Wednesday September 5, 2012

Unusually warm temperatures brought apple blossoms out early this spring, then a cold snap in April killed them off in many orchards, particularly in low-lying areas and in the Hudson Valley.

But Berkshire growers who do have apples say they are good looking and delicious and they are thankful for what they have.

"I got a great crop!" said Chuck Wandrei on Monday from Jaeschke's Orchard in Adams. Steve Gougeon, who grows certified organic apples in Ashfield said his Bear Swamp Orchard "apples are looking fantastic!" too.

Dennis Mareb, who grows apples at his Windy Hill Orchard in Great Barrington said he lost 60 percent of his crop, but he feels lucky.

"It's a light crop, but the crop we have, it's very nice. We're happy we have what we have," he said, noting that a lot of growers in nearby New York's Hudson Valley "lost a lot of their crop."

Samascott Orchards in Kinderhook, N.Y., is said to have lost 85 percent of its apples.

Chris Loken, who grows his fruits on a hill at his LoveApple Farms in Ghent, N.Y., in Columbia County nearer to the Berkshires, said he was in "pretty good shape as compared to most people.

"A lot of my neighbors froze out," he said.

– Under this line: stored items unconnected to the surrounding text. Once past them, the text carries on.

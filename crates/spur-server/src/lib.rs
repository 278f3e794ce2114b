//! Spur Web Server
//!
//! Axum-based REST API for the Spur reward scoring engine.
//!
//! The engine is constructed once at startup and shared read-only with
//! every request worker; handlers hold no state of their own. Scoring
//! requests are independent, so the server imposes no locking and no
//! internal timeouts.

use std::sync::Arc;

use axum::{
    http::{header, HeaderValue, Method, StatusCode},
    response::{IntoResponse, Response},
    routing::{get, post},
    Json, Router,
};
use tower_http::{cors::CorsLayer, trace::TraceLayer};
use tracing::{error, info};

use spur_core::RewardEngine;

mod handlers;

#[cfg(test)]
mod tests;

/// Server configuration
#[derive(Clone, Default)]
pub struct ServerConfig {
    /// Allowed CORS origins (empty = same-origin only)
    pub allowed_origins: Vec<String>,
}

/// Shared application state
pub struct AppState {
    pub engine: RewardEngine,
    pub config: ServerConfig,
}

/// Create the application router
pub fn create_router(engine: RewardEngine, config: ServerConfig) -> Router {
    let state = Arc::new(AppState {
        engine,
        config: config.clone(),
    });

    // Build CORS layer
    let cors = if config.allowed_origins.is_empty() {
        // Restrictive default: only allow same-origin
        CorsLayer::new()
            .allow_methods([Method::GET, Method::POST, Method::OPTIONS])
            .allow_headers([header::CONTENT_TYPE])
    } else {
        let origins: Vec<HeaderValue> = config
            .allowed_origins
            .iter()
            .filter_map(|o| o.parse().ok())
            .collect();
        CorsLayer::new()
            .allow_origin(origins)
            .allow_methods([Method::GET, Method::POST, Method::OPTIONS])
            .allow_headers([header::CONTENT_TYPE])
    };

    Router::new()
        .route("/predict-coins", post(handlers::predict_coins))
        .route("/health", get(handlers::health))
        .route("/categories", get(handlers::categories))
        .route("/test", get(handlers::test_prediction))
        .route("/retrain", post(handlers::retrain))
        .with_state(state)
        .layer(TraceLayer::new_for_http())
        .layer(cors)
}

/// Start the server
pub async fn serve(
    engine: RewardEngine,
    host: &str,
    port: u16,
    config: ServerConfig,
) -> anyhow::Result<()> {
    if engine.model_loaded() {
        info!(
            vocabulary = engine.encoder().len(),
            "✅ Model artifact loaded; predictor path active"
        );
    } else {
        info!("ℹ️  No model artifact; scoring via fallback rules only");
    }
    info!(
        policy_version = engine.tables().version,
        categories = engine.tables().category_names().len(),
        "Policy tables ready"
    );

    let app = create_router(engine, config);
    let addr = format!("{}:{}", host, port);

    info!("Starting server at http://{}", addr);

    let listener = tokio::net::TcpListener::bind(&addr).await?;
    axum::serve(listener, app).await?;

    Ok(())
}

// ============================================================================
// Error Handling
// ============================================================================

/// Application error type with proper HTTP status codes
pub struct AppError {
    status: StatusCode,
    message: String,
    internal: Option<spur_core::Error>,
}

impl AppError {
    pub fn bad_request(msg: &str) -> Self {
        Self {
            status: StatusCode::BAD_REQUEST,
            message: msg.to_string(),
            internal: None,
        }
    }

    pub fn not_implemented(msg: &str) -> Self {
        Self {
            status: StatusCode::NOT_IMPLEMENTED,
            message: msg.to_string(),
            internal: None,
        }
    }
}

impl IntoResponse for AppError {
    fn into_response(self) -> Response {
        // Log the full internal error if present
        if let Some(err) = &self.internal {
            error!(error = %err, "Internal error");
        }

        let body = Json(serde_json::json!({
            "error": self.message
        }));

        (self.status, body).into_response()
    }
}

impl From<spur_core::Error> for AppError {
    fn from(err: spur_core::Error) -> Self {
        match err {
            spur_core::Error::MalformedEvent(msg) => Self::bad_request(&msg),
            other => Self {
                status: StatusCode::INTERNAL_SERVER_ERROR,
                // Return generic message to client
                message: "An internal error occurred".to_string(),
                // Keep full error for logging
                internal: Some(other),
            },
        }
    }
}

Don and Marnie Maclean are said to have lost their apple crop at Thompson-Finch Farm just a little south of Loken in Ancram, N.Y. "Elevation was the name of the game, as it always is," Loken noted, explaining that frost tends to form first in low-lying areas. David Martell, orchard manager at Hilltop Orchards in Richmond, said the trees benefitted from being at 1,400 foot elevation.

"So far the apples have been very good," Martell said. "Some people are saying the apples were 10 days early, but here it wasn't. Early was not the case. We are right on schedule where we should be."

And south in Sandisfield at Riiska Brook Farm, Andy Wrba, grandson of owners Bill and Barbara Riiska, said the apples are fine. also. "They are doing just great."

Barbara Riiska said they were among the lucky ones who had not been badly hurt by the April frost.

Rick Bartlett, who manages the trees at Bartlett's Orchard in Richmond, said they will have about 60 percent of their normal crop, with some of all the varieties they grow. He, too, felt fortunate to have that.

" Our varieties were scattered around the orchard and some of our varieties will be a little shorter [fewer] than normal but the price won't change a whole lot," he said. "I don't foresee that because we are a global market which is not good for the farmer."

Bartlett said he will be making cider as soon as the apples are ripe enough for sweet cider.

Many of the growers make cider and baked goods, jams, jellies and preserves from their apples and other fruits. Bear Swamp Orchard also makes organic apple cider vinegar and will begin selling hard cider this year.

Hilltop Orchards also makes hard cider and apple wine. West Country Cider in Colrain turns their apples into hard cider that is sold here in the Berkshires.

Elsewhere, Sharon Sutter will use fresh apples in her coveted apple muffins, cakes and cupcakes at A- Frame Bakery in Williamstown. Cindy Bartlett is using their own 2012 apples and this season's cider in her muffins and cider doughnuts at Bartlett's Orchard.

Wendy Weinstein will be making her cider- infused apple cupcakes with streusel topping, caramel buttercream and roasted walnuts, which Barrington Bites in Great Barrington makes seasonally only in fall and winter, when our local apples are fresh.

Joshua Needleman has begun baking his seasonal French apple tart made from local apples in his own puff pastry at Chocolate Springs in Lenox.

And those enormous caramel apples will be there again at Guido's Fresh Marketplace in Pittsfield and Great Barrington.

Of course, biting into the whole raw apple itself straight off the tree or farmstand table, crunchy and juicy - that sound and savor - is as good as any apple preparation.

Still, apples add so much to anything cooked: salads, soups, relishes, stew, sautéed, roasted or grilled meat and fish, cheese pairings - not to mention sweets and desserts in all forms.

And the season brings its apple events.

There is the Lenox 33rd Apple Squeeze Festival, which will take place all over downtown on Saturday and Sunday, Sept. 22 and 23, frrom 10 a.m. to 5 p.m.

The Great Barrington Farmers Market will host its Apple Contest that same Saturday at 9 a. m. Market Manager Rose Levine says all apple concoctions are welcome to compete.

Finally, while not labeled specifically apples- only, the pie contest that is held every year at Hancock Shaker Village's Country Fair weekend is mostly filled with apple pies. This year the fair and contest are on Sept. 29.

There are amateur and professional divisions with details on the Hancock Shaker Village website, hancockshakervillage. org /programs-events /country-fair/ Remaining contest pies are cut in slices and sold to whoever is near.